START Input

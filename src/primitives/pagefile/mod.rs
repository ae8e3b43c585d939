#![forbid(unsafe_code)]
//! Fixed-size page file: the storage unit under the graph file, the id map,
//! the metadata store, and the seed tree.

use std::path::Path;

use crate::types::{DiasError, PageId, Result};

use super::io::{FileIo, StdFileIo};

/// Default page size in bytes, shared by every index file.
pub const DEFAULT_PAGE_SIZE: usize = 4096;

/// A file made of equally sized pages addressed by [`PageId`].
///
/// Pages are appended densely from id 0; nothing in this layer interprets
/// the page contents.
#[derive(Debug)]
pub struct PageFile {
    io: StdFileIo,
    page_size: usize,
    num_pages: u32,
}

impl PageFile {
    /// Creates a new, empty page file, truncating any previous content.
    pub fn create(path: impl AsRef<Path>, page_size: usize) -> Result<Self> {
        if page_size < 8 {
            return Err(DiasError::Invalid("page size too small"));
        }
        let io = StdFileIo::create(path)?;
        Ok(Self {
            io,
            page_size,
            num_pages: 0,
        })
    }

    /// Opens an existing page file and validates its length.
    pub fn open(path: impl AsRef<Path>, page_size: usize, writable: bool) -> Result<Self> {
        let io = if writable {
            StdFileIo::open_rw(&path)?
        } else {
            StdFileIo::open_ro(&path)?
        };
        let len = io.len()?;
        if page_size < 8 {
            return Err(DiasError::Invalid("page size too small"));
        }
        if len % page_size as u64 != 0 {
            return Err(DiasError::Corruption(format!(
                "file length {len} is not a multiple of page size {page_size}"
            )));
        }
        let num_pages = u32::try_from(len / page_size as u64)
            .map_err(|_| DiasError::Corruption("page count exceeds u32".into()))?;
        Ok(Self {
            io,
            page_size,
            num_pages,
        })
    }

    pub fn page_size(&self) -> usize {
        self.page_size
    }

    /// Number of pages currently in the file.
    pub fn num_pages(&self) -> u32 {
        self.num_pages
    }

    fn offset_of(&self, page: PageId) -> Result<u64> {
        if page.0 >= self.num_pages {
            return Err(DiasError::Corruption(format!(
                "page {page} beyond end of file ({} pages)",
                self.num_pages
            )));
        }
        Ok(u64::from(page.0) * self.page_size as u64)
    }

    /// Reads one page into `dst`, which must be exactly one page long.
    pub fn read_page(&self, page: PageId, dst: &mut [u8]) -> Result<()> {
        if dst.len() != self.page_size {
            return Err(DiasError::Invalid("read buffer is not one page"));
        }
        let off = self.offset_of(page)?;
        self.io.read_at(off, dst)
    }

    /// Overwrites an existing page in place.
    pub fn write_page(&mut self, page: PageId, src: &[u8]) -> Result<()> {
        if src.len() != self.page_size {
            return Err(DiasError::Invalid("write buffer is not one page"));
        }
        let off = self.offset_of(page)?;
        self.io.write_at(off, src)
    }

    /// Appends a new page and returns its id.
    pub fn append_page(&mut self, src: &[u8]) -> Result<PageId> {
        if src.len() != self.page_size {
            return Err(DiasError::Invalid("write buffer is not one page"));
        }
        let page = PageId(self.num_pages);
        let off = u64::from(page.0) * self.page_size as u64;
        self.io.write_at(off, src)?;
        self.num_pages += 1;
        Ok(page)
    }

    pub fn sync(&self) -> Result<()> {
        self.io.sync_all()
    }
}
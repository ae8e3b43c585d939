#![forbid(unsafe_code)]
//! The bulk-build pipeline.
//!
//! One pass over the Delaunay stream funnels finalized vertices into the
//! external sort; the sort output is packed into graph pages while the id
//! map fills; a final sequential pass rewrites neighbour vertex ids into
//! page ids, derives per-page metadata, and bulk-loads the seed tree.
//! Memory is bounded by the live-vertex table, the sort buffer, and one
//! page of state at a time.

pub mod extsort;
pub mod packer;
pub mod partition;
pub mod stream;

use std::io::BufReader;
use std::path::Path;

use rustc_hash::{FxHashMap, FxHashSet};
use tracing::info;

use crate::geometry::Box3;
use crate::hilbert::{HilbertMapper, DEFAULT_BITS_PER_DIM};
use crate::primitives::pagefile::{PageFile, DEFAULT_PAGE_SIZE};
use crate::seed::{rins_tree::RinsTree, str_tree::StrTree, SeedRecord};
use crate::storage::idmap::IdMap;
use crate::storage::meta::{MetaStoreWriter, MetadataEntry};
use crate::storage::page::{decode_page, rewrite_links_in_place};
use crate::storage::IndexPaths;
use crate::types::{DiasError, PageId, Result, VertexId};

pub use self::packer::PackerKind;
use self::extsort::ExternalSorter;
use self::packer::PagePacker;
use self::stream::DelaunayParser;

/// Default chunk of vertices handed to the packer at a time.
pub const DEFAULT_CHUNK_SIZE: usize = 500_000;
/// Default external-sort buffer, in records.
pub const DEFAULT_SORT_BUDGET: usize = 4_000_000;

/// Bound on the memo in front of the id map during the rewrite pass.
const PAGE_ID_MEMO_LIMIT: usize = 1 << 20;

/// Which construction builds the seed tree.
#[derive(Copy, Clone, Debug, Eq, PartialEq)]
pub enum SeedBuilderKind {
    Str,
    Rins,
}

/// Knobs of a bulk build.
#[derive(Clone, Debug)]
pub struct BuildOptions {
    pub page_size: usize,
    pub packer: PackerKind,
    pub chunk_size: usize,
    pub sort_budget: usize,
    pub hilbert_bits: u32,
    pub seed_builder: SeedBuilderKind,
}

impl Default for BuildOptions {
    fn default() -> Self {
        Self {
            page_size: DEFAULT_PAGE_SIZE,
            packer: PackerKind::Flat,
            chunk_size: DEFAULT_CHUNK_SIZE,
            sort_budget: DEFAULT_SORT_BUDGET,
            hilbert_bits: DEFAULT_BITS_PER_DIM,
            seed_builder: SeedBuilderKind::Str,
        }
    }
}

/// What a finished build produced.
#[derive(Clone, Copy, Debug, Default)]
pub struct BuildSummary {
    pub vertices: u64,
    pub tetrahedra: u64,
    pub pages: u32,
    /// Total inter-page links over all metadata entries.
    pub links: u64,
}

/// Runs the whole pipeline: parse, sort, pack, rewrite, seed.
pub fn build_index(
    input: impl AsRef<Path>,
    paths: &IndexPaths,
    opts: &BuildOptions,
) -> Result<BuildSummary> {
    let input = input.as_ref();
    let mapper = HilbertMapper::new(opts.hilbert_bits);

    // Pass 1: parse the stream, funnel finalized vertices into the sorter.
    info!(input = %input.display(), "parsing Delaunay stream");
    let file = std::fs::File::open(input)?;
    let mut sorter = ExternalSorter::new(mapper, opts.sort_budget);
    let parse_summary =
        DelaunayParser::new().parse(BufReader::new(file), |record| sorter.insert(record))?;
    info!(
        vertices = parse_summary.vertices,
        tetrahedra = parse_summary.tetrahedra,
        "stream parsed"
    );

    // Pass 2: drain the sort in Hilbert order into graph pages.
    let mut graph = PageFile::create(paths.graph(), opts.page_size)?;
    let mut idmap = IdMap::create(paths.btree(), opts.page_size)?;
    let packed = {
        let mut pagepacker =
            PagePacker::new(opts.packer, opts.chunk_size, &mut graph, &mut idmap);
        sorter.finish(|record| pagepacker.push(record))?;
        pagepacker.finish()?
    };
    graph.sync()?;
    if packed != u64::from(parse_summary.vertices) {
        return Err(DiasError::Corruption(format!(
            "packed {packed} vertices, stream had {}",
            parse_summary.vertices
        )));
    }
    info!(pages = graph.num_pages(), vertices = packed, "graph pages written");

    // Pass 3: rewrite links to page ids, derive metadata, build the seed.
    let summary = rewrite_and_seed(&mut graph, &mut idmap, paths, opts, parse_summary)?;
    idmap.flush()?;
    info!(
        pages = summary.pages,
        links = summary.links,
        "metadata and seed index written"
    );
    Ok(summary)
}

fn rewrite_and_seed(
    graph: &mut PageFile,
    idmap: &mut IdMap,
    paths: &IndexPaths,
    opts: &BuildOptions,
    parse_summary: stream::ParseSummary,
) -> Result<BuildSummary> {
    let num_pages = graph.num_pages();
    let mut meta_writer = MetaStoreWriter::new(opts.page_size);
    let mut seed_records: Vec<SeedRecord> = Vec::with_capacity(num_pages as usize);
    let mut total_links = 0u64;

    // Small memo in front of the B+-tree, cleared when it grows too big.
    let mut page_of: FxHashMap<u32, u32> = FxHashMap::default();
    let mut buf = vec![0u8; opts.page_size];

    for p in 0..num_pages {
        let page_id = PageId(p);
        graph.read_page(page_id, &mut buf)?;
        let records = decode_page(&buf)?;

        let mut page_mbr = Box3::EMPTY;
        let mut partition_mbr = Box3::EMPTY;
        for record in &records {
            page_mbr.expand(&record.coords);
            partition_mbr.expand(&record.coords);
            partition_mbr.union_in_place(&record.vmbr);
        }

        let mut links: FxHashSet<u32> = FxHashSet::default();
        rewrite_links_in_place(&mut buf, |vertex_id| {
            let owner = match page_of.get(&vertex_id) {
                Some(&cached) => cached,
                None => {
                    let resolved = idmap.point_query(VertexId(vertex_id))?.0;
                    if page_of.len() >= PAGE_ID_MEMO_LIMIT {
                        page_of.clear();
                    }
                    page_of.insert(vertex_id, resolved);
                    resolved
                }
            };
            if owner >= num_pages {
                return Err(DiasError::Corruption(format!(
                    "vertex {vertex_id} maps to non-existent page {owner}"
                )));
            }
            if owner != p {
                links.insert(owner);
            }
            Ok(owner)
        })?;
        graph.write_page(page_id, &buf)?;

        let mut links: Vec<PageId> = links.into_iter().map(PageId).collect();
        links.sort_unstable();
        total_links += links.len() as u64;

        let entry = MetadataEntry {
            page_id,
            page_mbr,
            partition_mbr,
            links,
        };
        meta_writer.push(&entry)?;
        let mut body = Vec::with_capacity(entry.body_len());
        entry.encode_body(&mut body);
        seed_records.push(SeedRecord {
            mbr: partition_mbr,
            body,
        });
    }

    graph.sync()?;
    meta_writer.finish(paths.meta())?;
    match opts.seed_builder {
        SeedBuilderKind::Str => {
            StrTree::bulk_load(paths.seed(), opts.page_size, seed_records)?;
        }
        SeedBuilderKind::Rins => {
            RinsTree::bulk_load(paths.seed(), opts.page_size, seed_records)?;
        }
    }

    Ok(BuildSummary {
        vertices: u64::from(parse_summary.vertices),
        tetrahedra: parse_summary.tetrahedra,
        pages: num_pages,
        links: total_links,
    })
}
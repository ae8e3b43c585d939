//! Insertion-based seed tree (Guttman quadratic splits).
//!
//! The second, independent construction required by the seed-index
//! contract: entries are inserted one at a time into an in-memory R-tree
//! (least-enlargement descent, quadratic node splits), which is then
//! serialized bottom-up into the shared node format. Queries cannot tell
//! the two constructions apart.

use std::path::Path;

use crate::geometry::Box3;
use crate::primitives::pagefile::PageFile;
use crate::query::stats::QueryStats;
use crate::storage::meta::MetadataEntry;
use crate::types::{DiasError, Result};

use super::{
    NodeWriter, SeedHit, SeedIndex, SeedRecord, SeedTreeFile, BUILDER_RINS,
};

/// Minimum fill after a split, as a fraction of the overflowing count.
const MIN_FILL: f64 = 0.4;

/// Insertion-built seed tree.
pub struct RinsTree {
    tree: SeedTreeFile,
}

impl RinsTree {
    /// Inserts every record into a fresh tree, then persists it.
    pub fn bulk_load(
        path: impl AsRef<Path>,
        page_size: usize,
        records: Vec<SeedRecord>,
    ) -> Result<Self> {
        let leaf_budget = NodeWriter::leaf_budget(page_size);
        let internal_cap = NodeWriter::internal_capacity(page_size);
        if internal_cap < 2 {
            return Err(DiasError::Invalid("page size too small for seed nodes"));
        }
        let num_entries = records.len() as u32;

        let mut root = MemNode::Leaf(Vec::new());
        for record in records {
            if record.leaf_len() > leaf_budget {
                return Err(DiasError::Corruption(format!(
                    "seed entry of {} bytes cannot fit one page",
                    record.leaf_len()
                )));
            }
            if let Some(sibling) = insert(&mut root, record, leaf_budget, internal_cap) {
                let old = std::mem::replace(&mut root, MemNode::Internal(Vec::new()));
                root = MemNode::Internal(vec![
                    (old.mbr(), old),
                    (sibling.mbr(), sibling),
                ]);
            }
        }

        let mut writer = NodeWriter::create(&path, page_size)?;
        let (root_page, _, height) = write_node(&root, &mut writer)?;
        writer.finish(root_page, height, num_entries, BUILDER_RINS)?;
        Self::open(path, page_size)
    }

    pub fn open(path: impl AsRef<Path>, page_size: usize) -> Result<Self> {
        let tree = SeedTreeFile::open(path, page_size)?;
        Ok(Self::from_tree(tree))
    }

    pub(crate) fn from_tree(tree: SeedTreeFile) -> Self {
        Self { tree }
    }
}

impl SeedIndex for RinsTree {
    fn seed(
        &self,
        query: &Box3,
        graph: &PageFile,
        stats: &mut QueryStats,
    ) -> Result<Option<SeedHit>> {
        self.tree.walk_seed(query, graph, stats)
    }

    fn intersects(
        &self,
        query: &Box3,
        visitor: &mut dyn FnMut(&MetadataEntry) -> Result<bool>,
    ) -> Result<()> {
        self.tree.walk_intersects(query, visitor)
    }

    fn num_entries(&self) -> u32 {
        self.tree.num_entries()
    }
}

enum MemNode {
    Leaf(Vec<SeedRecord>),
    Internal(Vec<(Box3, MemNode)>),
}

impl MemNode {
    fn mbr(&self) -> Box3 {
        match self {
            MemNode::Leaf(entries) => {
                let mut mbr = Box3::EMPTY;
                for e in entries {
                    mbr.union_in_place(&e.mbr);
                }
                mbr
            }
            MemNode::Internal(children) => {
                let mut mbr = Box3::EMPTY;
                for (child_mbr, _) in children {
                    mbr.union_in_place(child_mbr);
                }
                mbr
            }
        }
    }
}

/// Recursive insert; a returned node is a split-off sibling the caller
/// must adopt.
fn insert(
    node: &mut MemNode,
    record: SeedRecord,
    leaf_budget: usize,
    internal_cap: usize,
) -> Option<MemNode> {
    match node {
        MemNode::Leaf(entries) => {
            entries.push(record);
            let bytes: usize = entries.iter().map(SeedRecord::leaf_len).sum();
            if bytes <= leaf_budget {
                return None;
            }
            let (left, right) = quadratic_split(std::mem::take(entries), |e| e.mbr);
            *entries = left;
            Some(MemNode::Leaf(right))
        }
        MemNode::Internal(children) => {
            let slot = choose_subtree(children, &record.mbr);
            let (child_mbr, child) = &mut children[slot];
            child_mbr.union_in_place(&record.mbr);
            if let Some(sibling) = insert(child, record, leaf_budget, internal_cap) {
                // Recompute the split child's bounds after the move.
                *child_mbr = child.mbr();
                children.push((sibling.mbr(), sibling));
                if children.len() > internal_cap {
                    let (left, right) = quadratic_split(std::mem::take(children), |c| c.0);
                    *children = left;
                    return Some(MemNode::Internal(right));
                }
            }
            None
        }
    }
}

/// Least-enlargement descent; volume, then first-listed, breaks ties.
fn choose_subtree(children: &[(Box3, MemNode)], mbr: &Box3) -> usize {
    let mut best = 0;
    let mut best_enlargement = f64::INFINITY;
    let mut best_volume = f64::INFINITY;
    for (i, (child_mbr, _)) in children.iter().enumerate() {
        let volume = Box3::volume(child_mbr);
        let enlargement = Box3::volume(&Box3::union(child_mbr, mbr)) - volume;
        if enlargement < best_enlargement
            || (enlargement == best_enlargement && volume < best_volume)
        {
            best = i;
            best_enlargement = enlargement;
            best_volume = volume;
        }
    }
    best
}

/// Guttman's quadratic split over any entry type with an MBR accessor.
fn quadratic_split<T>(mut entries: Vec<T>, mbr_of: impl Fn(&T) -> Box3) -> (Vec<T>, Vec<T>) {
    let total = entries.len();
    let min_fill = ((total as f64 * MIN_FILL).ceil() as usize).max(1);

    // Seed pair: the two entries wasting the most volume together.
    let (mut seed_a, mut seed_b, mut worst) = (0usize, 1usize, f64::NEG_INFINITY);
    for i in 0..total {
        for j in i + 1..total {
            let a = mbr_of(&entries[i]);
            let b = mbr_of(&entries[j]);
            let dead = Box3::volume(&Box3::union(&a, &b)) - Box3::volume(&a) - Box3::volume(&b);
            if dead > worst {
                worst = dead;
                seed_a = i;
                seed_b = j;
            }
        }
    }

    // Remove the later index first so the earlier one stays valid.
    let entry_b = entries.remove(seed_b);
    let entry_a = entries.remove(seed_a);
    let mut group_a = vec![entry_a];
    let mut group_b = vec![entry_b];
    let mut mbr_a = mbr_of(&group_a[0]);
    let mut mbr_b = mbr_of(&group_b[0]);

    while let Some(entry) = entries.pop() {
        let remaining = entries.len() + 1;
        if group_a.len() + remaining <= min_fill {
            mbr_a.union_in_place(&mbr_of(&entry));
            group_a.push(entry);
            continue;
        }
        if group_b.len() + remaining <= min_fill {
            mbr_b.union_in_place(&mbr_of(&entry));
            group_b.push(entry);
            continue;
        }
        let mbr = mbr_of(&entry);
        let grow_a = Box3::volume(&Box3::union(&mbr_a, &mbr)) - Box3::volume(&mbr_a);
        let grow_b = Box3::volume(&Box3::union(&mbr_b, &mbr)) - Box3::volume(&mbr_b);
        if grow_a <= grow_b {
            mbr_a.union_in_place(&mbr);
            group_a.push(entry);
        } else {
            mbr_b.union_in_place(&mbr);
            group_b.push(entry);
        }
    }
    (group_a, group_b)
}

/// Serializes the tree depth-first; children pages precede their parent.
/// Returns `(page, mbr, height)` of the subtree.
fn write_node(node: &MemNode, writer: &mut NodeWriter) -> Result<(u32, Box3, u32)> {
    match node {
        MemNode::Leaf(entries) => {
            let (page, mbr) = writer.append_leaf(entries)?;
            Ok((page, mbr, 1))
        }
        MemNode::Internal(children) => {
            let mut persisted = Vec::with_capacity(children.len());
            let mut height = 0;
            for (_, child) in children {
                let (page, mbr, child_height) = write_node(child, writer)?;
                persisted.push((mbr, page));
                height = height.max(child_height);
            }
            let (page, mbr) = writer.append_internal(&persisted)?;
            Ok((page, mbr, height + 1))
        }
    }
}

END Input

▸ **What is required**: Search the entries above for the string "worst". Copy each line in which it appears.

▸ **Task answer**:
    let (mut seed_a, mut seed_b, mut worst) = (0usize, 1usize, f64::NEG_INFINITY);
            if dead > worst {
                worst = dead;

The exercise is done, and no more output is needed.